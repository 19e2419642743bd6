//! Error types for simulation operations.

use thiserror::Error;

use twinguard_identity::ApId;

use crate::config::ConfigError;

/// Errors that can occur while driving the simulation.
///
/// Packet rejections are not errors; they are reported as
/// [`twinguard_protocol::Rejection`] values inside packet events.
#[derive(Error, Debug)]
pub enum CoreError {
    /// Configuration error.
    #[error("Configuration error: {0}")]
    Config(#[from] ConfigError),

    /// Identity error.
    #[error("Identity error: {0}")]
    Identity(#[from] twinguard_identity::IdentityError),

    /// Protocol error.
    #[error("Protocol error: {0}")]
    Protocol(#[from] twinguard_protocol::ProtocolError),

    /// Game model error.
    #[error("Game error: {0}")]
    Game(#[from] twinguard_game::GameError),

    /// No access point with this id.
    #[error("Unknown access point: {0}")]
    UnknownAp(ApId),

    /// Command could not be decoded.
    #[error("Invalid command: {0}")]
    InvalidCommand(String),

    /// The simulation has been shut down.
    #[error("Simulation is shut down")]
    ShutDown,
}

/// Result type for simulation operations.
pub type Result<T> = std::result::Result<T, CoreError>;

Exercise prompt
Locate all lines in the listing above with the word "ApId". Copy them.

Your response
use twinguard_identity::ApId;
    UnknownAp(ApId),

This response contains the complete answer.